Posts tagged ‘numbers’

February 22, 2011

Prisons

Shameful numbers, source: IMF

I just read a horrifying number and cannot not write about it although it certainly opens the door to political partisanship.

So here is the number – and some context:

The US has 743 prisoners per 100,000 inhabitants which is more than twice as much as the next country, France, at 365 per 100,000.  If we ignore the French for a bit (I know I shouldn’t say that as a German but let’s just do it anyway) the US has more prisoners per 100,000 inhabitants than the next three countries  on that list put together (not all countries are on the list).  The “list” was put together by the  International Monetary Fund, an institution not know to be a bastion of radical leftish thinking.  The entire table with other interesting data is included here.

According to a blog I read (it is a subscription type of affair that’s why it doesn’t make sense to put the link here) the US is spending $15 billion every year to keep these people in jail.  Which is a hell of a lot of money at a time where the Republicans want to cut funding for national Public Broadcasting which will save a whopping $445M.

The Land of the Free sure seems to love its prisons.

November 20, 2010

Number Confusion

As if big numbers weren’t confusing enough in and by themselves there is some language confusion to compound the complexity of all. Up to 1 million everything is fine but after that the problems start.

Let me explain:  there are two scales, the short and the long, when it comes to naming big numbers.  The short scale introduces a new name for every number that is 1,000 times larger than the previous one, so if we start with 1 million (a 1 with 6 zeros) and multiply by 1,000 we get 1 billion (1 with 9 zeros) and if we multiply again by 1,000 we get a trillion (1 with 12 zeros). then comes the quadrillion (15 zeros), the quintillion (18 zeros) and the sextillion (21 zeros).  I am sure there is more but unless you are a astronomer you wont have to concern yourself with those.

The long scale introduces a new name for every number that is 1 million times larger than the previous one. Again starting with 1 million and multiplying by 1 million we get a billion – same name as above for 1 with 9 zeros but this one has 12 zeros.  The 1 with 9 zeros is called milliard.  After the billion comes the billiard (15 zeros), then the trillion (18 zeros) and the trilliard (21 zeros).  Then … who cares?

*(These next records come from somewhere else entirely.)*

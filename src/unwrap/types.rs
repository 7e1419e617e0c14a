//! Result types returned by the unwrap operations.

use serde::Serialize;

use crate::models::{BatchCursor, ContentKind, RedirectStep};
use crate::storage::LinkRecord;

/// One per-link (or per-record) failure reported in a batch.
#[derive(Debug, Clone, PartialEq, Eq, Serialize)]
#[serde(rename_all = "camelCase")]
pub struct RecordError {
    pub record_id: String,
    /// Subject for campaigns, phone number for SMS messages
    pub identifying_field: String,
    pub error: String,
}

impl RecordError {
    pub(crate) fn new(record: &LinkRecord, error: String) -> Self {
        Self {
            record_id: record.id.clone(),
            identifying_field: record.identifying_field.clone(),
            error,
        }
    }
}

/// Outcome for one content type within a batch.
#[derive(Debug, Clone, Default, PartialEq, Eq, Serialize)]
#[serde(rename_all = "camelCase")]
pub struct ContentBatchResult {
    /// Records loaded for this page
    pub processed: usize,
    pub links_unwrapped: usize,
    pub errors: Vec<RecordError>,
    /// Resume point for the next batch
    pub last_id: Option<String>,
}

/// Records still needing processing across the whole store.
#[derive(Debug, Clone, Copy, Default, PartialEq, Eq, Serialize)]
pub struct BatchTotals {
    pub emails: u64,
    pub sms: u64,
}

#[derive(Debug, Clone, PartialEq, Eq, Serialize)]
#[serde(rename_all = "camelCase")]
pub struct BatchResult {
    pub emails: ContentBatchResult,
    pub sms: ContentBatchResult,
    pub totals: BatchTotals,
    pub has_more: bool,
    pub message: String,
}

impl BatchResult {
    /// Cursor that resumes after this batch.
    pub fn next_cursor(&self) -> BatchCursor {
        BatchCursor {
            last_processed_email_id: self.emails.last_id.clone(),
            last_processed_sms_id: self.sms.last_id.clone(),
        }
    }

    pub fn total_errors(&self) -> usize {
        self.emails.errors.len() + self.sms.errors.len()
    }
}

/// A URL with its query string split off.
#[derive(Debug, Clone, PartialEq, Eq, Serialize)]
#[serde(rename_all = "camelCase")]
pub struct UrlSummary {
    pub url: String,
    pub stripped: String,
    pub has_query_params: bool,
}

#[derive(Debug, Clone, PartialEq, Eq, Serialize)]
#[serde(rename_all = "camelCase")]
pub struct RedirectChain {
    pub steps: Vec<RedirectStep>,
    pub total_steps: usize,
    /// Milliseconds across all hops
    pub total_time: u64,
    #[serde(skip_serializing_if = "Option::is_none")]
    pub error: Option<String>,
}

#[derive(Debug, Clone, PartialEq, Eq, Serialize)]
#[serde(rename_all = "camelCase")]
pub struct FinalSummary {
    /// Terminal URL as reached, query string intact
    pub url: String,
    pub stripped: String,
    pub has_query_params: bool,
    pub changed: bool,
}

/// Diagnostic trace for a single URL. Nothing is persisted.
#[derive(Debug, Clone, PartialEq, Eq, Serialize)]
#[serde(rename_all = "camelCase")]
pub struct TestUrlReport {
    pub original: UrlSummary,
    pub redirect_chain: RedirectChain,
    #[serde(rename = "final")]
    pub final_url: FinalSummary,
    pub summary: String,
}

/// Before/after for one link of a forced single-record unwrap.
#[derive(Debug, Clone, PartialEq, Eq, Serialize)]
#[serde(rename_all = "camelCase")]
pub struct LinkReport {
    pub url: String,
    pub before: Option<String>,
    pub after: Option<String>,
    pub changed: bool,
    #[serde(skip_serializing_if = "Option::is_none")]
    pub error: Option<String>,
}

#[derive(Debug, Clone, PartialEq, Eq, Serialize)]
#[serde(rename_all = "camelCase")]
pub struct RecordUnwrapReport {
    pub record_id: String,
    pub kind: ContentKind,
    pub links: Vec<LinkReport>,
    pub links_unwrapped: usize,
}
//! Command-line options.
//!
//! Global flags map one-to-one onto [`Config`]; each also reads an
//! environment variable so deployments can configure the binary through
//! `.env`.

use std::path::PathBuf;

use clap::{Args, Parser, Subcommand};

use crate::config::constants::{
    DB_PATH, DEFAULT_PAGE_SIZE, DEFAULT_SERVER_PORT, DEFAULT_USER_AGENT, MAX_REDIRECT_HOPS,
    PER_HOP_TIMEOUT_SECS,
};
use crate::config::types::{Config, LogFormat, LogLevel};

/// Unwraps campaign call-to-action links to their final destinations.
#[derive(Debug, Parser)]
#[command(name = "rip_unwrap", version, about)]
pub struct Cli {
    #[command(flatten)]
    pub global: GlobalOpts,

    #[command(subcommand)]
    pub command: Command,
}

#[derive(Debug, Args)]
pub struct GlobalOpts {
    /// Log level
    #[arg(long, value_enum, default_value = "info", env = "RIP_LOG_LEVEL", global = true)]
    pub log_level: LogLevel,

    /// Log format
    #[arg(long, value_enum, default_value = "plain", env = "RIP_LOG_FORMAT", global = true)]
    pub log_format: LogFormat,

    /// SQLite database file
    #[arg(long, default_value = DB_PATH, env = "RIP_DB_PATH", global = true)]
    pub db_path: PathBuf,

    /// Per-hop request timeout in seconds
    #[arg(long, default_value_t = PER_HOP_TIMEOUT_SECS, env = "RIP_TIMEOUT_SECONDS", global = true)]
    pub timeout_seconds: u64,

    /// Maximum number of hops followed per link
    #[arg(long, default_value_t = MAX_REDIRECT_HOPS, env = "RIP_MAX_REDIRECTS", global = true)]
    pub max_redirects: usize,

    /// HTTP User-Agent header value
    #[arg(long, default_value = DEFAULT_USER_AGENT, env = "RIP_USER_AGENT", global = true)]
    pub user_agent: String,
}

#[derive(Debug, Subcommand)]
pub enum Command {
    /// Serve the HTTP API
    Serve {
        /// Port to listen on
        #[arg(long, default_value_t = DEFAULT_SERVER_PORT, env = "RIP_PORT")]
        port: u16,
    },
    /// Run one unwrap batch (or all of them with --all)
    Batch {
        /// Records per content type
        #[arg(long, default_value_t = DEFAULT_PAGE_SIZE)]
        page_size: usize,

        /// Resume after this campaign id
        #[arg(long)]
        last_email_id: Option<String>,

        /// Resume after this SMS id
        #[arg(long)]
        last_sms_id: Option<String>,

        /// Keep running batches until no page is full
        #[arg(long)]
        all: bool,
    },
    /// Resolve one URL and print its redirect trace
    TestUrl {
        /// URL to resolve
        url: String,
    },
    /// Unwrap every link of one record (campaign id, SMS id or share token)
    UnwrapRecord {
        /// Record identifier
        id: String,
    },
}

impl Cli {
    /// Builds the library configuration from global flags and subcommand
    /// options that overlap with it.
    pub fn to_config(&self) -> Config {
        let mut config = Config {
            log_level: self.global.log_level.clone(),
            log_format: self.global.log_format.clone(),
            db_path: self.global.db_path.clone(),
            timeout_seconds: self.global.timeout_seconds,
            max_redirects: self.global.max_redirects,
            user_agent: self.global.user_agent.clone(),
            ..Default::default()
        };
        match &self.command {
            Command::Serve { port } => config.port = *port,
            Command::Batch { page_size, .. } => config.page_size = *page_size,
            Command::TestUrl { .. } | Command::UnwrapRecord { .. } => {}
        }
        config
    }
}
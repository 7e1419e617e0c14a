//! Application initialization and resource setup.
//!
//! This module provides functions to initialize shared resources:
//! - The redirect-less HTTP client
//! - The logger
//!
//! The database pool lives in `storage`.

mod client;
mod logger;

pub use client::init_redirect_client;
pub use logger::init_logger_with;
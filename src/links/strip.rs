//! Query-string stripping.
//!
//! Everything from the first `?` on is dropped. No parameter is ever kept:
//! tracking parameters routinely carry the recipient's address or number.

/// Removes the query string (and anything after it) from `url`.
pub fn strip_query(url: &str) -> &str {
    match url.find('?') {
        Some(index) => &url[..index],
        None => url,
    }
}

/// True when `url` carries a query string.
pub fn has_query_params(url: &str) -> bool {
    url.contains('?')
}
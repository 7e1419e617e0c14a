// Shared test helpers for database setup and mock HTTP servers.
//
// This module provides common utilities used across multiple test files to reduce duplication.

use std::sync::Arc;
use std::time::Duration;

use axum::Router;
use sqlx::SqlitePool;
use tokio::net::TcpListener;

use rip_unwrap::initialization::init_redirect_client;
use rip_unwrap::{run_migrations, Config, HttpResolver};

/// Creates a test database pool with migrations applied.
/// Uses an in-memory database for fast test execution.
#[allow(dead_code)] // Used by other test files
pub async fn create_test_pool() -> SqlitePool {
    let pool = SqlitePool::connect("sqlite::memory:")
        .await
        .expect("Failed to create test database pool");
    run_migrations(&pool)
        .await
        .expect("Failed to run migrations");
    pool
}

/// Serves `app` on an ephemeral local port and returns its base URL
/// (no trailing slash).
#[allow(dead_code)]
pub async fn start_mock_server(app: Router) -> String {
    let listener = TcpListener::bind("127.0.0.1:0")
        .await
        .expect("Failed to bind mock server");
    let addr = listener.local_addr().expect("Failed to read mock server address");
    tokio::spawn(async move {
        axum::serve(listener, app).await.ok();
    });
    format!("http://{}", addr)
}

/// Builds an HTTP resolver with the given limits.
#[allow(dead_code)]
pub fn test_resolver(max_redirects: usize, per_hop_timeout: Duration) -> HttpResolver {
    let config = Config {
        timeout_seconds: per_hop_timeout.as_secs().max(1),
        max_redirects,
        ..Default::default()
    };
    let client = init_redirect_client(&config).expect("Failed to build HTTP client");
    HttpResolver::new(client, max_redirects, per_hop_timeout)
}

/// Returns a local URL nothing is listening on.
#[allow(dead_code)]
pub async fn closed_port_url() -> String {
    let listener = TcpListener::bind("127.0.0.1:0")
        .await
        .expect("Failed to bind probe listener");
    let addr = listener.local_addr().expect("Failed to read probe address");
    drop(listener);
    format!("http://{}/gone", addr)
}

/// Inserts a campaign with a fixed id and raw link list.
#[allow(dead_code)]
pub async fn insert_campaign_row(pool: &SqlitePool, id: &str, subject: &str, links_json: &str) {
    sqlx::query(
        "INSERT INTO campaigns (id, subject, sender, body, links, created_at)
         VALUES (?, ?, 'Test Sender', '', ?, 1704067200000)",
    )
    .bind(id)
    .bind(subject)
    .bind(links_json)
    .execute(pool)
    .await
    .expect("Failed to insert campaign");
}

/// Inserts an SMS message with a fixed id and raw link list.
#[allow(dead_code)]
pub async fn insert_sms_row(pool: &SqlitePool, id: &str, phone_number: &str, links_json: &str) {
    sqlx::query(
        "INSERT INTO sms_messages (id, phone_number, message, links, created_at)
         VALUES (?, ?, '', ?, 1704067200000)",
    )
    .bind(id)
    .bind(phone_number)
    .bind(links_json)
    .execute(pool)
    .await
    .expect("Failed to insert SMS message");
}

/// Reads back the stored link list of a campaign.
#[allow(dead_code)]
pub async fn campaign_links(pool: &SqlitePool, id: &str) -> serde_json::Value {
    let raw: String = sqlx::query_scalar("SELECT links FROM campaigns WHERE id = ?")
        .bind(id)
        .fetch_one(pool)
        .await
        .expect("Failed to read campaign links");
    serde_json::from_str(&raw).expect("stored links should be JSON")
}

#[allow(dead_code)]
pub fn shared(pool: SqlitePool) -> Arc<SqlitePool> {
    Arc::new(pool)
}
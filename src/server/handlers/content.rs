//! Campaign, SMS and share-link endpoints.
//!
//! Links are extracted and classified when content is created.

use axum::extract::rejection::JsonRejection;
use axum::extract::{Path, State};
use axum::http::StatusCode;
use axum::Json;
use log::info;

use super::super::error::{json_body, ApiError};
use super::super::types::{AppState, CreateCampaignRequest, CreateShareLinkRequest, CreateSmsRequest};
use crate::error_handling::UnwrapError;
use crate::links::{extract_email_links, extract_sms_links};
use crate::storage::{
    get_campaign, get_sms, insert_campaign, insert_share_link, insert_sms, record_exists,
    Campaign, ShareLink, ShareTarget, SmsMessage,
};

fn require(field: &str, value: &str) -> Result<(), ApiError> {
    if value.trim().is_empty() {
        return Err(UnwrapError::InvalidRequest(format!("{field} is required")).into());
    }
    Ok(())
}

/// POST /api/campaigns
pub async fn create_campaign_handler(
    State(state): State<AppState>,
    body: Result<Json<CreateCampaignRequest>, JsonRejection>,
) -> Result<(StatusCode, Json<Campaign>), ApiError> {
    let request = json_body(body)?;
    require("subject", &request.subject)?;
    require("sender", &request.sender)?;
    require("body", &request.body)?;

    let links = extract_email_links(&request.body);
    let campaign = insert_campaign(
        &state.pool,
        request.subject.trim(),
        request.sender.trim(),
        &request.body,
        links,
    )
    .await?;
    info!("Created campaign {} with {} links", campaign.id, campaign.links.len());
    Ok((StatusCode::CREATED, Json(campaign)))
}

/// GET /api/campaigns/{id}
pub async fn get_campaign_handler(
    State(state): State<AppState>,
    Path(id): Path<String>,
) -> Result<Json<Campaign>, ApiError> {
    match get_campaign(&state.pool, &id).await? {
        Some(record) => Ok(Json(record)),
        None => Err(UnwrapError::NotFound(id).into()),
    }
}

/// POST /api/sms
pub async fn create_sms_handler(
    State(state): State<AppState>,
    body: Result<Json<CreateSmsRequest>, JsonRejection>,
) -> Result<(StatusCode, Json<SmsMessage>), ApiError> {
    let request = json_body(body)?;
    require("phoneNumber", &request.phone_number)?;
    require("message", &request.message)?;

    let links = extract_sms_links(&request.message);
    let sms = insert_sms(&state.pool, request.phone_number.trim(), &request.message, links).await?;
    info!("Created SMS message {} with {} links", sms.id, sms.links.len());
    Ok((StatusCode::CREATED, Json(sms)))
}

/// GET /api/sms/{id}
pub async fn get_sms_handler(
    State(state): State<AppState>,
    Path(id): Path<String>,
) -> Result<Json<SmsMessage>, ApiError> {
    match get_sms(&state.pool, &id).await? {
        Some(record) => Ok(Json(record)),
        None => Err(UnwrapError::NotFound(id).into()),
    }
}

/// POST /api/share-links
pub async fn create_share_link_handler(
    State(state): State<AppState>,
    body: Result<Json<CreateShareLinkRequest>, JsonRejection>,
) -> Result<(StatusCode, Json<ShareLink>), ApiError> {
    let request = json_body(body)?;
    let non_blank = |id: Option<String>| id.filter(|id| !id.trim().is_empty());
    let target = match (non_blank(request.campaign_id), non_blank(request.sms_id)) {
        (Some(id), None) => ShareTarget::Campaign(id),
        (None, Some(id)) => ShareTarget::Sms(id),
        _ => {
            return Err(UnwrapError::InvalidRequest(
                "exactly one of campaignId or smsId is required".to_string(),
            )
            .into())
        }
    };

    if !record_exists(&state.pool, target.kind(), target.id()).await? {
        return Err(UnwrapError::NotFound(target.id().to_string()).into());
    }

    let share = insert_share_link(&state.pool, &target).await?;
    Ok((StatusCode::CREATED, Json(share)))
}
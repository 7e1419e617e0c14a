//! Error handling and unwrap statistics.
//!
//! This module provides:
//! - Error type definitions (initialization, database, resolver, unwrap)
//! - Categorization of transport errors into the resolver taxonomy
//! - Thread-safe counters for link failures and hop classifications

mod categorization;
mod stats;
mod types;

// Re-export public API
pub use categorization::{categorize_reqwest_error, error_chain_message, truncate_error_message};
pub use stats::ProcessingStats;
pub use types::{
    DatabaseError, ErrorType, InfoType, InitializationError, ResolveError, UnwrapError,
};
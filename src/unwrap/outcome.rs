//! Resolution with outcome counting.

use crate::error_handling::{truncate_error_message, InfoType, ProcessingStats, ResolveError};
use crate::fetch::{ResolveLink, Resolution};
use crate::models::RedirectKind;

/// Resolves `url` and records hop classifications and the outcome in `stats`.
///
/// Malformed input comes back as `Err`; every other failure is inside the
/// returned [`Resolution`].
pub(crate) async fn resolve_counted<R: ResolveLink>(
    resolver: &R,
    stats: &ProcessingStats,
    url: &str,
) -> Result<Resolution, ResolveError> {
    let resolution = resolver
        .resolve(url)
        .await
        .inspect_err(|e| stats.increment_error(e.error_type()))?;

    for step in &resolution.steps {
        match step.redirect_kind {
            RedirectKind::Permanent => stats.increment_info(InfoType::PermanentRedirect),
            RedirectKind::Temporary => stats.increment_info(InfoType::TemporaryRedirect),
            RedirectKind::MetaRefresh => stats.increment_info(InfoType::MetaRefresh),
            RedirectKind::Terminal | RedirectKind::Error => {}
        }
    }

    match &resolution.error {
        Some(error) => stats.increment_error(error.error_type()),
        None if resolution.changed => stats.increment_info(InfoType::LinkUnwrapped),
        None => stats.increment_info(InfoType::LinkUnchanged),
    }

    Ok(resolution)
}

/// Resolves `url` to the value written as a link's final URL.
///
/// Any failure, including a chain cut short, is an `Err` here: partial
/// results are never persisted.
pub(crate) async fn resolve_final_url<R: ResolveLink>(
    resolver: &R,
    stats: &ProcessingStats,
    url: &str,
) -> Result<String, ResolveError> {
    let resolution = resolve_counted(resolver, stats, url).await?;
    match resolution.error {
        Some(error) => Err(error),
        None => Ok(resolution.final_url),
    }
}

/// Message stored for a failed link.
pub(crate) fn link_error_message(url: &str, error: &ResolveError) -> String {
    truncate_error_message(&format!("{url}: {error}"))
}
//! Application configuration and constants.
//!
//! This module provides:
//! - Configuration constants (timeouts, limits, batch defaults)
//! - Library configuration with validation
//! - CLI option parsing

mod cli;
mod constants;
mod types;

// Re-export all constants
pub use cli::{Cli, Command, GlobalOpts};
pub use constants::*;
pub use types::{Config, ConfigValidationError, LogFormat, LogLevel};
//! Push button on a GPIO line.

use std::path::PathBuf;
use std::time::Duration;

use anyhow::Context;
use futures_util::StreamExt;
use gpio_cdev::{AsyncLineEventHandle, Chip, EventRequestFlags, EventType, LineRequestFlags};
use radioclick_proto::protocol::{InputCode, InputSource, RawInputEvent};
use tokio::sync::mpsc;
use tokio::time::Instant;
use tracing::{info, trace};

use super::BounceFilter;
use crate::core::CoreEvent;

const CONSUMER: &str = "radioclick";

fn edge_code(event_type: EventType) -> InputCode {
    match event_type {
        EventType::FallingEdge => InputCode::Press,
        EventType::RisingEdge => InputCode::Release,
    }
}

/// Forward edges from `pin` until the line fails (error) or the core is gone
/// (`Ok`).
pub async fn run(
    chip_path: PathBuf,
    pin: u32,
    bounce: Duration,
    tx: mpsc::Sender<CoreEvent>,
) -> anyhow::Result<()> {
    let mut chip =
        Chip::new(&chip_path).with_context(|| format!("opening {}", chip_path.display()))?;
    let line = chip
        .get_line(pin)
        .with_context(|| format!("line {} on {}", pin, chip_path.display()))?;
    let handle = line
        .events(
            LineRequestFlags::INPUT,
            EventRequestFlags::BOTH_EDGES,
            CONSUMER,
        )
        .with_context(|| format!("requesting edge events on line {}", pin))?;
    let mut events = AsyncLineEventHandle::new(handle)?;
    info!("button: listening on {} line {}", chip_path.display(), pin);

    let mut filter = BounceFilter::new(bounce);
    while let Some(event) = events.next().await {
        let code = edge_code(event?.event_type());
        let at = Instant::now();
        if !filter.accept(code, at) {
            trace!("button: bounce {:?} dropped", code);
            continue;
        }
        let raw = RawInputEvent::new(InputSource::Button, code, at);
        if tx.send(CoreEvent::Input(raw)).await.is_err() {
            return Ok(());
        }
    }
    anyhow::bail!("edge event stream on line {} ended", pin)
}
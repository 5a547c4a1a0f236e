use std::path::PathBuf;

const APP_DIR: &str = "radioclick";

/// Path of the mpv IPC socket for this daemon instance.  Only one player
/// process exists at a time, so a single per-pid path is enough.
pub fn mpv_socket_path() -> PathBuf {
    std::env::temp_dir().join(format!("{}-mpv-{}.sock", APP_DIR, std::process::id()))
}

pub fn mpv_socket_arg() -> String {
    format!("--input-ipc-server={}", mpv_socket_path().display())
}

pub fn data_dir() -> PathBuf {
    // XDG-style ~/.local/share/radioclick/, matching what the appliance image expects
    dirs::home_dir()
        .unwrap_or_else(|| PathBuf::from("/tmp"))
        .join(".local")
        .join("share")
        .join(APP_DIR)
}

pub fn config_dir() -> PathBuf {
    dirs::home_dir()
        .unwrap_or_else(|| PathBuf::from("."))
        .join(".config")
        .join(APP_DIR)
}

fn find_beside_exe(names: &[&str]) -> Option<PathBuf> {
    let current_exe = std::env::current_exe().ok()?;
    let dir = current_exe.parent()?;
    for name in names {
        let p = dir.join(name);
        if p.exists() {
            return Some(p);
        }
    }
    None
}

pub fn find_on_path(names: &[&str]) -> Option<PathBuf> {
    let path = std::env::var("PATH").ok()?;
    for dir in path.split(':') {
        for name in names {
            let p = PathBuf::from(dir).join(name);
            if p.exists() {
                return Some(p);
            }
        }
    }
    None
}

/// Find mpv binary for playback.
/// Checks beside the current exe first (bundled images), then PATH.
pub fn find_mpv_binary() -> Option<PathBuf> {
    find_beside_exe(&["mpv"]).or_else(|| find_on_path(&["mpv"]))
}

/// Find the espeak binary used for announcements.  `espeak-ng` ships an
/// `espeak` compatible CLI on most distributions, so accept either.
pub fn find_espeak_binary() -> Option<PathBuf> {
    find_on_path(&["espeak", "espeak-ng"])
}

/// Find amixer (alsa-utils) for hardware mixer volume.
pub fn find_amixer_binary() -> Option<PathBuf> {
    find_on_path(&["amixer"])
}
use crate::error::RadioError;
use crate::protocol::{SelectorState, Station, MAX_VOLUME};
use chrono::{DateTime, Utc};
use serde::{Deserialize, Serialize};
use std::path::Path;

/// On-disk form of [`SelectorState`].
#[derive(Debug, Clone, PartialEq, Serialize, Deserialize)]
pub struct PersistentState {
    pub last_index: usize,
    pub volume: u8,
    #[serde(default)]
    pub saved_at: Option<DateTime<Utc>>,
}

impl PersistentState {
    pub fn from_selector(state: &SelectorState) -> Self {
        Self {
            last_index: state.current_index,
            volume: state.volume,
            saved_at: Some(Utc::now()),
        }
    }

    /// Map the saved record onto a catalog of `catalog_len` stations.
    /// The catalog may have shrunk since the record was written.
    pub fn restore(&self, catalog_len: usize) -> SelectorState {
        SelectorState {
            current_index: self.last_index % catalog_len.max(1),
            volume: self.volume.min(MAX_VOLUME),
        }
    }
}

/// Read the saved record.  Absence and corruption both yield `None`.
pub fn load_persistent(state_file: &Path) -> Option<PersistentState> {
    let content = std::fs::read_to_string(state_file).ok()?;
    match serde_json::from_str::<PersistentState>(&content) {
        Ok(persistent) => Some(persistent),
        Err(e) => {
            tracing::warn!(
                "state: ignoring unreadable {}: {}",
                state_file.display(),
                e
            );
            None
        }
    }
}

/// Starting state: the saved record if usable, else the configured defaults.
pub fn initial_state(
    state_file: &Path,
    catalog_len: usize,
    default_index: usize,
    default_volume: u8,
) -> SelectorState {
    let persistent = load_persistent(state_file).unwrap_or(PersistentState {
        last_index: default_index,
        volume: default_volume,
        saved_at: None,
    });
    persistent.restore(catalog_len)
}

/// Write the record next to its final path and rename it into place so a
/// power cut never leaves a truncated file behind.
pub async fn save_persistent(
    state_file: &Path,
    persistent: &PersistentState,
) -> Result<(), RadioError> {
    let fail = |e: &dyn std::fmt::Display| {
        RadioError::PersistenceFailure(format!("{}: {}", state_file.display(), e))
    };

    if let Some(parent) = state_file.parent() {
        tokio::fs::create_dir_all(parent).await.map_err(|e| fail(&e))?;
    }

    let json = serde_json::to_string_pretty(persistent).map_err(|e| fail(&e))?;
    let tmp = state_file.with_extension("json.tmp");
    tokio::fs::write(&tmp, json).await.map_err(|e| fail(&e))?;
    tokio::fs::rename(&tmp, state_file)
        .await
        .map_err(|e| fail(&e))?;
    Ok(())
}

// ── playlist parsing ──────────────────────────────────────────────────────────

/// Decode ISO-8859-1 bytes.  Every byte maps to the code point of the same
/// value, so this never fails.
pub fn decode_latin1(bytes: &[u8]) -> String {
    bytes.iter().map(|&b| b as char).collect()
}

/// True when the first non-blank line is the `#EXTM3U` header.
pub fn has_m3u_header(content: &str) -> bool {
    content
        .lines()
        .map(str::trim)
        .find(|l| !l.is_empty())
        .is_some_and(|l| l.starts_with("#EXTM3U"))
}

/// Parse an m3u playlist.  Stream lines are the ones starting with `http`;
/// a preceding `#EXTINF:<duration>,<title>` names the stream, otherwise the
/// URL doubles as the name.
pub fn parse_m3u_from_str(content: &str) -> Vec<Station> {
    let mut stations = Vec::new();
    let mut pending_name: Option<String> = None;

    for line in content.lines() {
        let line = line.trim();
        if line.is_empty() {
            continue;
        }

        if let Some(rest) = line.strip_prefix("#EXTINF:") {
            if let Some(comma_idx) = rest.find(',') {
                let title = rest[comma_idx + 1..].trim();
                if !title.is_empty() {
                    pending_name = Some(title.to_string());
                }
            }
            continue;
        }

        if !line.starts_with("http") {
            continue;
        }

        let url = line.to_string();
        let name = pending_name.take().unwrap_or_else(|| url.clone());
        stations.push(Station { name, url });
    }

    stations
}

// ── TOML station loader ───────────────────────────────────────────────────────

/// Matches the TOML `[[station]]` table.
#[derive(Debug, Deserialize)]
struct TomlStationFile {
    #[serde(default)]
    station: Vec<TomlStation>,
}

#[derive(Debug, Deserialize)]
struct TomlStation {
    name: String,
    url: String,
}

pub fn parse_stations_from_toml_str(content: &str) -> anyhow::Result<Vec<Station>> {
    let file: TomlStationFile = toml::from_str(content)?;
    let stations = file
        .station
        .into_iter()
        .map(|s| Station {
            name: s.name,
            url: s.url,
        })
        .collect();
    Ok(stations)
}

A scary big number: the national deficit in the US. Pic: http://www.brillig.com/debt_clock/

Now, most English-language countries use the short scale.  Therefore the usual suspects: UK, USA, Canada, Australia, New Zealand, as well as a few others like Brazil, Indonesia, and Israel use the short scale.  Long scale is used a lot in Europe, and Latin America. For a complete listing see here.

So, if you read that the national deficit of the US is $14 trillions it is bad, real bad, but not as bad as you might believe if you think in long scale terms.